(EXTRACTED INFORMATION Opens)

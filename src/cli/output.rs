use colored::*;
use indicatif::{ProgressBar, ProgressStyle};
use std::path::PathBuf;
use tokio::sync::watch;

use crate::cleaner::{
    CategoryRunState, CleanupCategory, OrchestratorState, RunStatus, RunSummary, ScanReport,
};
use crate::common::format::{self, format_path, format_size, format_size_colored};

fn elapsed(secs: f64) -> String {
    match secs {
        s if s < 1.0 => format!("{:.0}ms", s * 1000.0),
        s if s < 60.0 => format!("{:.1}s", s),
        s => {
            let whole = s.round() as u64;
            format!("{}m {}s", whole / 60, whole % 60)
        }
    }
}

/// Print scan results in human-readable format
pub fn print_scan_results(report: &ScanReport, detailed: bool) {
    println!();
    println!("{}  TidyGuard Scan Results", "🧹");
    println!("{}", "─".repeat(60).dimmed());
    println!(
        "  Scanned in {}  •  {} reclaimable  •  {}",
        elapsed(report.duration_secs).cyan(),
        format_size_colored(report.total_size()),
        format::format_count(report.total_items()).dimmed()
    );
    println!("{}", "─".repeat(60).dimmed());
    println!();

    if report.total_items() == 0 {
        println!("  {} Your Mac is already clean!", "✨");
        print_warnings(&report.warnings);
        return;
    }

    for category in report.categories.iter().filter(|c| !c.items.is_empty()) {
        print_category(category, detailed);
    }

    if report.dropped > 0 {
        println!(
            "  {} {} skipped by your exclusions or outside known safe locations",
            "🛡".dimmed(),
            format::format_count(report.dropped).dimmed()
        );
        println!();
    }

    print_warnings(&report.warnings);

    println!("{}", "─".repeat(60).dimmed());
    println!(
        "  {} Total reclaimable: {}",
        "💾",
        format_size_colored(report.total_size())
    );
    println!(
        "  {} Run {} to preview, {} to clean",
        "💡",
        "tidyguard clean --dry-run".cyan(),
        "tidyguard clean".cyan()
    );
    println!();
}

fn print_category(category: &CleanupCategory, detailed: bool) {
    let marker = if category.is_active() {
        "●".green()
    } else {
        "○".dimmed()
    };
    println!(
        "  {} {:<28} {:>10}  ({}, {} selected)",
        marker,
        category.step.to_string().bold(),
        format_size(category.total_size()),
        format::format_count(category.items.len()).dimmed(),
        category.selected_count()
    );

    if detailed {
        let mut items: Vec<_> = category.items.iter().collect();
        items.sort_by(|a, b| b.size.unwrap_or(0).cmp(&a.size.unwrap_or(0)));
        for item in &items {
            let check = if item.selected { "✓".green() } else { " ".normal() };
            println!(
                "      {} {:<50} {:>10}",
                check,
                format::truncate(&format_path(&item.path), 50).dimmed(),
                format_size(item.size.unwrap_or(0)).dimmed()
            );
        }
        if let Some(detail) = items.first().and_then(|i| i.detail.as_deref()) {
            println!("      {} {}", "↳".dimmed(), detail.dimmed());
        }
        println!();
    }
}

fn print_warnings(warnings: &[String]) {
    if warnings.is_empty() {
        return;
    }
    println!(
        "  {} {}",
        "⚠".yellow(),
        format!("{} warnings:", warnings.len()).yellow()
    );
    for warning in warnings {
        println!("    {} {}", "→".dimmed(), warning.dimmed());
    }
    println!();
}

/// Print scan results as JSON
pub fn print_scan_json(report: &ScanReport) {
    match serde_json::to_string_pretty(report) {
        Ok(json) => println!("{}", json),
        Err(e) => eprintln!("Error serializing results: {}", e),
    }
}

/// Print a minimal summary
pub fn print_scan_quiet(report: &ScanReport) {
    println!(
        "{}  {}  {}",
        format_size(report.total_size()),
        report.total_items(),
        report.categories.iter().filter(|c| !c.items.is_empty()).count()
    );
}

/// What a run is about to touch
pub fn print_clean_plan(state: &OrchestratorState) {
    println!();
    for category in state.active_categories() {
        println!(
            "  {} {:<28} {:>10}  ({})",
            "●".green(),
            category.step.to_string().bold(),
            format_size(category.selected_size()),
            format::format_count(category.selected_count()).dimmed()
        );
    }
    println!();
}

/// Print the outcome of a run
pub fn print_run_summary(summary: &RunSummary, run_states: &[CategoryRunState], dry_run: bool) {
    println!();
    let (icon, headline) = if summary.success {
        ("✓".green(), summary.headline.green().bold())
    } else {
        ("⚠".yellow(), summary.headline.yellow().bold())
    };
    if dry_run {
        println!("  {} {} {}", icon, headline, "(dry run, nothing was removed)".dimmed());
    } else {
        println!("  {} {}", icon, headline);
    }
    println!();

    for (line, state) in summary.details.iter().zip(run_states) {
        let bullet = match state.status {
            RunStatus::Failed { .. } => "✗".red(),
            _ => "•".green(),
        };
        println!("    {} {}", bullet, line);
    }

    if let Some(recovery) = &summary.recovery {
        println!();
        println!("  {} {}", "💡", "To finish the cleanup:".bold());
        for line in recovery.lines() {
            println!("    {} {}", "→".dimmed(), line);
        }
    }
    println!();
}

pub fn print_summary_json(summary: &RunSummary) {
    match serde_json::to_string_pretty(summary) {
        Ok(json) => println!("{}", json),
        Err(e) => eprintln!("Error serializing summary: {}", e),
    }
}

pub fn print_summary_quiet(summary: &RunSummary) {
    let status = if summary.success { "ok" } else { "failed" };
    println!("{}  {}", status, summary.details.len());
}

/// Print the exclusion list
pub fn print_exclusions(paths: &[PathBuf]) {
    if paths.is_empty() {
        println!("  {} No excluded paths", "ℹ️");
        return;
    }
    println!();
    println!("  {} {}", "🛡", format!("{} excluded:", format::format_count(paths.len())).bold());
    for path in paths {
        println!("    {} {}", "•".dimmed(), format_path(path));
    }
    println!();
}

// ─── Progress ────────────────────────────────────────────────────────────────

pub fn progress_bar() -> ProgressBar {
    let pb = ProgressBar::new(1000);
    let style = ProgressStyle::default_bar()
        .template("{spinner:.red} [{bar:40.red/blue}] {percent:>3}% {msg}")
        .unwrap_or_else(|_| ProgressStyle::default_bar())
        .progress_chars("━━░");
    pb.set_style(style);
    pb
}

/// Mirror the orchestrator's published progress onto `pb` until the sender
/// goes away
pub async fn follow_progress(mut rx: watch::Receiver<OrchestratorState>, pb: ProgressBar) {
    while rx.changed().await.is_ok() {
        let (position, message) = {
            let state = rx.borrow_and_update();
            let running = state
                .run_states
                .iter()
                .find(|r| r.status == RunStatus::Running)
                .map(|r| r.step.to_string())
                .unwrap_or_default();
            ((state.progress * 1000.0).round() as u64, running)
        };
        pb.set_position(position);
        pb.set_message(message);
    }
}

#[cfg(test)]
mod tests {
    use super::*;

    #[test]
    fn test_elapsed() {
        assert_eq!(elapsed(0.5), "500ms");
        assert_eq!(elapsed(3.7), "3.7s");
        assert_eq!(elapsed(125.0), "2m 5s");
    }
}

(EXTRACTED INFORMATION Closes)

* **TASK STATEMENT**: All lines in the preceding records that hold the word "bool" need to be copied.

* **RESPONSE FOR THIS EXERCISE**:
pub fn print_scan_results(report: &ScanReport, detailed: bool) {
fn print_category(category: &CleanupCategory, detailed: bool) {
pub fn print_run_summary(summary: &RunSummary, run_states: &[CategoryRunState], dry_run: bool) {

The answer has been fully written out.